* _What is expected_: The data below is to be repeated in full, exactly as shown.

(Stored data)
Content starts

use std::collections::HashMap;

use axum::extract::Multipart;
use tracing::debug;

use crate::errors::AppError;
use crate::llm_client::ImagePart;
use crate::story::photo::sniff_mime_type;

const IMAGE_FIELD: &str = "image";
const FALLBACK_MIME_TYPE: &str = "application/octet-stream";

/// A parsed multipart upload: the required image plus any text fields.
#[derive(Debug)]
pub struct UploadForm {
    pub image: ImagePart,
    fields: HashMap<String, String>,
}

impl UploadForm {
    /// Value of a text field, or `""` when the client did not send it.
    pub fn field(&self, name: &str) -> &str {
        self.fields.get(name).map(String::as_str).unwrap_or_default()
    }
}

/// Reads the whole multipart body. The `image` field is mandatory and must be non-empty.
pub async fn read_upload(mut multipart: Multipart) -> Result<UploadForm, AppError> {
    let mut image: Option<ImagePart> = None;
    let mut fields = HashMap::new();

    while let Some(field) = multipart
        .next_field()
        .await
        .map_err(|e| AppError::Validation(format!("Malformed multipart body: {e}")))?
    {
        let Some(name) = field.name().map(str::to_string) else {
            continue;
        };

        if name == IMAGE_FIELD {
            let file_name = field.file_name().unwrap_or_default().to_string();
            let declared = field.content_type().map(str::to_string);
            let data = field
                .bytes()
                .await
                .map_err(|e| AppError::Validation(format!("Could not read the uploaded file: {e}")))?;

            if file_name.is_empty() || data.is_empty() {
                return Err(AppError::Validation("No file was selected.".to_string()));
            }

            let mime_type = resolve_mime_type(declared.as_deref(), &data);
            debug!("Received image '{}' ({}, {} bytes)", file_name, mime_type, data.len());
            image = Some(ImagePart { mime_type, data });
        } else {
            let value = field
                .text()
                .await
                .map_err(|e| AppError::Validation(format!("Field '{name}' is not valid text: {e}")))?;
            fields.insert(name, value);
        }
    }

    let image = image.ok_or_else(|| AppError::Validation("No image file was uploaded.".to_string()))?;
    Ok(UploadForm { image, fields })
}

/// Trusts an `image/*` content type, otherwise sniffs the bytes.
fn resolve_mime_type(declared: Option<&str>, data: &[u8]) -> String {
    match declared {
        Some(mime) if mime.starts_with("image/") => mime.to_string(),
        _ => sniff_mime_type(data)
            .or(declared)
            .unwrap_or(FALLBACK_MIME_TYPE)
            .to_string(),
    }
}

#[cfg(test)]
mod tests {
    use super::*;

    const PNG_MAGIC: &[u8] = b"\x89PNG\r\n\x1a\n\0\0\0\rIHDR";

    #[test]
    fn test_declared_image_type_is_trusted() {
        assert_eq!(resolve_mime_type(Some("image/webp"), b"xx"), "image/webp");
    }

    #[test]
    fn test_generic_type_is_sniffed() {
        assert_eq!(
            resolve_mime_type(Some("application/octet-stream"), PNG_MAGIC),
            "image/png"
        );
        assert_eq!(resolve_mime_type(None, PNG_MAGIC), "image/png");
    }

    #[test]
    fn test_unknown_bytes_fall_back() {
        assert_eq!(resolve_mime_type(Some("text/plain"), b"hello"), "text/plain");
        assert_eq!(resolve_mime_type(None, b"hello"), FALLBACK_MIME_TYPE);
    }
}
use axum::{
    extract::{Multipart, State},
    Json,
};

use crate::curation::curator::recommend_quote;
use crate::errors::AppError;
use crate::models::quote::QuoteRecommendation;
use crate::routes::upload::read_upload;
use crate::state::AppState;

/// POST /api/generate
///
/// Multipart field: `image` (file). Responds with the recommended passage as JSON.
pub async fn handle_generate(
    State(state): State<AppState>,
    multipart: Multipart,
) -> Result<Json<QuoteRecommendation>, AppError> {
    let form = read_upload(multipart).await?;
    let recommendation = recommend_quote(state.vision.as_ref(), &form.image).await?;
    Ok(Json(recommendation))
}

Content ends

* _Output_:
use std::collections::HashMap;

use axum::extract::Multipart;
use tracing::debug;

use crate::errors::AppError;
use crate::llm_client::ImagePart;
use crate::story::photo::sniff_mime_type;

const IMAGE_FIELD: &str = "image";
const FALLBACK_MIME_TYPE: &str = "application/octet-stream";

/// A parsed multipart upload: the required image plus any text fields.
#[derive(Debug)]
pub struct UploadForm {
    pub image: ImagePart,
    fields: HashMap<String, String>,
}

impl UploadForm {
    /// Value of a text field, or `""` when the client did not send it.
    pub fn field(&self, name: &str) -> &str {
        self.fields.get(name).map(String::as_str).unwrap_or_default()
    }
}

/// Reads the whole multipart body. The `image` field is mandatory and must be non-empty.
pub async fn read_upload(mut multipart: Multipart) -> Result<UploadForm, AppError> {
    let mut image: Option<ImagePart> = None;
    let mut fields = HashMap::new();

    while let Some(field) = multipart
        .next_field()
        .await
        .map_err(|e| AppError::Validation(format!("Malformed multipart body: {e}")))?
    {
        let Some(name) = field.name().map(str::to_string) else {
            continue;
        };

        if name == IMAGE_FIELD {
            let file_name = field.file_name().unwrap_or_default().to_string();
            let declared = field.content_type().map(str::to_string);
            let data = field
                .bytes()
                .await
                .map_err(|e| AppError::Validation(format!("Could not read the uploaded file: {e}")))?;

            if file_name.is_empty() || data.is_empty() {
                return Err(AppError::Validation("No file was selected.".to_string()));
            }

            let mime_type = resolve_mime_type(declared.as_deref(), &data);
            debug!("Received image '{}' ({}, {} bytes)", file_name, mime_type, data.len());
            image = Some(ImagePart { mime_type, data });
        } else {
            let value = field
                .text()
                .await
                .map_err(|e| AppError::Validation(format!("Field '{name}' is not valid text: {e}")))?;
            fields.insert(name, value);
        }
    }

    let image = image.ok_or_else(|| AppError::Validation("No image file was uploaded.".to_string()))?;
    Ok(UploadForm { image, fields })
}

/// Trusts an `image/*` content type, otherwise sniffs the bytes.
fn resolve_mime_type(declared: Option<&str>, data: &[u8]) -> String {
    match declared {
        Some(mime) if mime.starts_with("image/") => mime.to_string(),
        _ => sniff_mime_type(data)
            .or(declared)
            .unwrap_or(FALLBACK_MIME_TYPE)
            .to_string(),
    }
}

#[cfg(test)]
mod tests {
    use super::*;

    const PNG_MAGIC: &[u8] = b"\x89PNG\r\n\x1a\n\0\0\0\rIHDR";

    #[test]
    fn test_declared_image_type_is_trusted() {
        assert_eq!(resolve_mime_type(Some("image/webp"), b"xx"), "image/webp");
    }

    #[test]
    fn test_generic_type_is_sniffed() {
        assert_eq!(
            resolve_mime_type(Some("application/octet-stream"), PNG_MAGIC),
            "image/png"
        );
        assert_eq!(resolve_mime_type(None, PNG_MAGIC), "image/png");
    }

    #[test]
    fn test_unknown_bytes_fall_back() {
        assert_eq!(resolve_mime_type(Some("text/plain"), b"hello"), "text/plain");
        assert_eq!(resolve_mime_type(None, b"hello"), FALLBACK_MIME_TYPE);
    }
}
use axum::{
    extract::{Multipart, State},
    Json,
};

use crate::curation::curator::recommend_quote;
use crate::errors::AppError;
use crate::models::quote::QuoteRecommendation;
use crate::routes::upload::read_upload;
use crate::state::AppState;

/// POST /api/generate
///
/// Multipart field: `image` (file). Responds with the recommended passage as JSON.
pub async fn handle_generate(
    State(state): State<AppState>,
    multipart: Multipart,
) -> Result<Json<QuoteRecommendation>, AppError> {
    let form = read_upload(multipart).await?;
    let recommendation = recommend_quote(state.vision.as_ref(), &form.image).await?;
    Ok(Json(recommendation))
}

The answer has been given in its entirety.